API keys
Create an API key scoped to one organization so your own code can call the gateway.
The dashboard signs people in with a session cookie. Your own code can't use a cookie, so it needs a credential it can send on every request: an API key (a long secret string that identifies the caller). You create keys in the dashboard, and the gateway checks the key on each call.
Create a key
- Open the dashboard and go to your organization's API Keys page.
- Click New key.
- Give it a name — this is how you tell keys apart and revoke the right one later.
- Tick the permissions the key needs (see Permissions below).
- Click Create key.
The full secret is shown once, right after you create it. Copy it then. You can't read it again — if you lose it, revoke the key and make a new one.
Keys start with the prefix wa_.
Use a key
Send the key on each request, either as a Bearer token in the Authorization
header or in the x-api-key header. Both work:
curl https://your-gateway/api/v1/sessions \
-H "Authorization: Bearer wa_..."
# or
curl https://your-gateway/api/v1/sessions \
-H "x-api-key: wa_..."The gateway's endpoints accept either an API key (for your code) or a user token (for the dashboard). You don't need different URLs for the two.
Each key belongs to one organization
A key belongs to exactly one organization — the one that was active when you created it. It can only touch that org's sessions, messages, webhooks, and events.
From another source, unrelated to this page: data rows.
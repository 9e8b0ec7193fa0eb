mod error;

pub mod datastore;
pub mod model;
pub mod models;

pub use datastore::Datastore;
pub use error::Error;
pub use model::Model;

pub type Result<T> = std::result::Result<T, Error>;
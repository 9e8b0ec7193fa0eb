use log::info;
use serde::{Deserialize, Serialize};

use linkedpackets_utils::address::parse_address;

use crate::{Error, Keeper, LinkSession, Params, Result};

#[derive(Serialize, Deserialize, Clone, Debug, PartialEq, Eq)]
pub struct MsgStartLink {
    pub sender: String,
    pub link_id: String,
}

#[derive(Serialize, Deserialize, Clone, Debug, PartialEq, Eq)]
pub struct MsgStopLink {
    pub sender: String,
}

#[derive(Serialize, Deserialize, Clone, Debug, PartialEq, Eq)]
pub struct MsgUpdateParams {
    pub authority: String,
    #[serde(default)]
    pub params: Params,
}

/// Handles the module's transaction messages.
#[derive(Clone, Debug)]
pub struct MsgServer {
    keeper: Keeper,
}

impl MsgServer {
    pub fn new(keeper: Keeper) -> Self {
        Self { keeper }
    }

    /// Opens a link session. Fails while another session is active.
    pub async fn start_link(&self, msg: &MsgStartLink) -> Result<()> {
        validate_address("sender", &msg.sender)?;
        let session = self.keeper.link_session().await?.start(&msg.link_id)?;
        self.keeper.set_link_session(&session).await?;
        info!("link {} started by {}", msg.link_id, msg.sender);
        Ok(())
    }

    /// Closes the link session. Stopping an idle session is a no-op.
    pub async fn stop_link(&self, msg: &MsgStopLink) -> Result<()> {
        validate_address("sender", &msg.sender)?;
        self.keeper.set_link_session(&LinkSession::Idle).await?;
        info!("link session stopped by {}", msg.sender);
        Ok(())
    }

    pub async fn update_params(&self, msg: &MsgUpdateParams) -> Result<()> {
        validate_address("authority", &msg.authority)?;
        if msg.authority != self.keeper.authority() {
            return Err(Error::Unauthorized {
                got: msg.authority.clone(),
                want: self.keeper.authority().to_string(),
            });
        }
        msg.params.validate()?;
        self.keeper.set_params(&msg.params).await?;
        info!("params updated by {}", msg.authority);
        Ok(())
    }
}

fn validate_address(role: &'static str, address: &str) -> Result<()> {
    parse_address(address).map_err(|source| Error::InvalidAddress { role, source })?;
    Ok(())
}
use crate::model::Model;
use crate::Datastore;
use anyhow::Result;
use async_trait::async_trait;
use serde::{Deserialize, Serialize};
use std::collections::HashMap;

/// Identifies one already-sent packet. The empty value is the "no previous
/// packet" sentinel and encodes as `{}`.
#[derive(Serialize, Deserialize, Clone, Debug, Default, PartialEq, Eq, Hash)]
pub struct PacketIdentifier {
    #[serde(default, skip_serializing_if = "String::is_empty")]
    pub port_id: String,
    #[serde(default, skip_serializing_if = "String::is_empty")]
    pub channel_id: String,
    #[serde(default, skip_serializing_if = "String::is_empty")]
    pub seq: String,
}

impl PacketIdentifier {
    pub fn new(port_id: &str, channel_id: &str, sequence: u64) -> Self {
        Self {
            port_id: port_id.to_string(),
            channel_id: channel_id.to_string(),
            seq: sequence.to_string(),
        }
    }

    pub fn is_sentinel(&self) -> bool {
        self.port_id.is_empty() && self.channel_id.is_empty() && self.seq.is_empty()
    }
}

impl std::fmt::Display for PacketIdentifier {
    fn fmt(&self, f: &mut std::fmt::Formatter<'_>) -> std::fmt::Result {
        write!(f, "{}/{}/{}", self.port_id, self.channel_id, self.seq)
    }
}

/// Stored form of the chain's single link session.
///
/// `link_id`, `prev_packet` and `link_index` are only meaningful while
/// `linking` is set; an idle record leaves them unset.
#[derive(Serialize, Deserialize, Clone, Debug, Default, PartialEq, Eq)]
pub struct LinkSessionRecord {
    pub linking: bool,
    #[serde(default, skip_serializing_if = "Option::is_none")]
    pub link_id: Option<String>,
    #[serde(default, skip_serializing_if = "Option::is_none")]
    pub prev_packet: Option<PacketIdentifier>,
    #[serde(default, skip_serializing_if = "Option::is_none")]
    pub link_index: Option<u64>,
}

#[async_trait]
impl Model for LinkSessionRecord {
    const KEY_TEMPLATE: &'static str = "/linkedpackets/link_session";
    const DEFAULTS: &'static [(&'static str, serde_json::Value)] = &[("linking", serde_json::Value::Bool(false))];

    fn key_params(&self) -> HashMap<String, String> {
        HashMap::new()
    }
}

impl LinkSessionRecord {
    pub fn idle() -> Self {
        Self::default()
    }

    pub async fn load(datastore: &Datastore) -> Result<Option<Self>> {
        Self::find(datastore, &HashMap::new()).await
    }
}

#[cfg(test)]
mod tests {
    use super::*;

    #[test]
    fn test_sentinel_encodes_empty() -> Result<()> {
        let sentinel = PacketIdentifier::default();
        assert!(sentinel.is_sentinel());
        assert_eq!(serde_json::to_string(&sentinel)?, "{}");

        let decoded: PacketIdentifier = serde_json::from_str("{}")?;
        assert_eq!(decoded, sentinel);
        Ok(())
    }

    #[test]
    fn test_packet_identifier_encoding() -> Result<()> {
        let id = PacketIdentifier::new("transfer", "channel-0", 7);
        assert_eq!(
            serde_json::to_string(&id)?,
            r#"{"port_id":"transfer","channel_id":"channel-0","seq":"7"}"#
        );
        assert_eq!(id.to_string(), "transfer/channel-0/7");
        Ok(())
    }

    #[test]
    fn test_missing_linking_defaults_false() -> Result<()> {
        let record = LinkSessionRecord::decode(r#"{"link_id":"abc"}"#)?;
        assert!(!record.linking);
        assert_eq!(record.link_id.as_deref(), Some("abc"));
        Ok(())
    }

    #[tokio::test]
    async fn test_save_and_load() -> Result<()> {
        let datastore = Datastore::open_temporary()?;
        assert_eq!(LinkSessionRecord::load(&datastore).await?, None);

        let record = LinkSessionRecord {
            linking: true,
            link_id: Some("mylinkid".to_string()),
            prev_packet: Some(PacketIdentifier::new("transfer", "channel-0", 1)),
            link_index: Some(1),
        };
        record.save(&datastore).await?;
        assert_eq!(LinkSessionRecord::load(&datastore).await?, Some(record));

        LinkSessionRecord::idle().save(&datastore).await?;
        let idle = LinkSessionRecord::load(&datastore).await?;
        assert_eq!(idle, Some(LinkSessionRecord::idle()));
        Ok(())
    }
}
There is no account-wide key. To work across several organizations, create a separate key in each one. This matches how the dashboard treats people: a credential only ever sees the resources of the org it belongs to.
Permissions
A key carries a set of permissions. The gateway checks them on every action and rejects anything the key isn't allowed to do.
| Permission | What it allows |
|---|---|
read | List and read sessions, chats, contacts, and messages. |
send | Send messages and message actions (react, edit, revoke, forward). |
manage | Create and change sessions and webhooks. |
events | Connect to the realtime WebSocket to receive events. |
Give each key only the permissions it needs. A key that only pushes notifications
needs send, not manage.
Anyone who has the key can act as that organization until you revoke it. Keep keys out of source control and out of client-side code, and revoke a key the moment you think it might be exposed. Revoking takes effect right away — apps using that key stop working.
Revoke a key
On the API Keys page, find the key by its name and click Revoke. The key stops working immediately. Anything still using it will start getting rejected, so swap in a new key first if the old one is in use.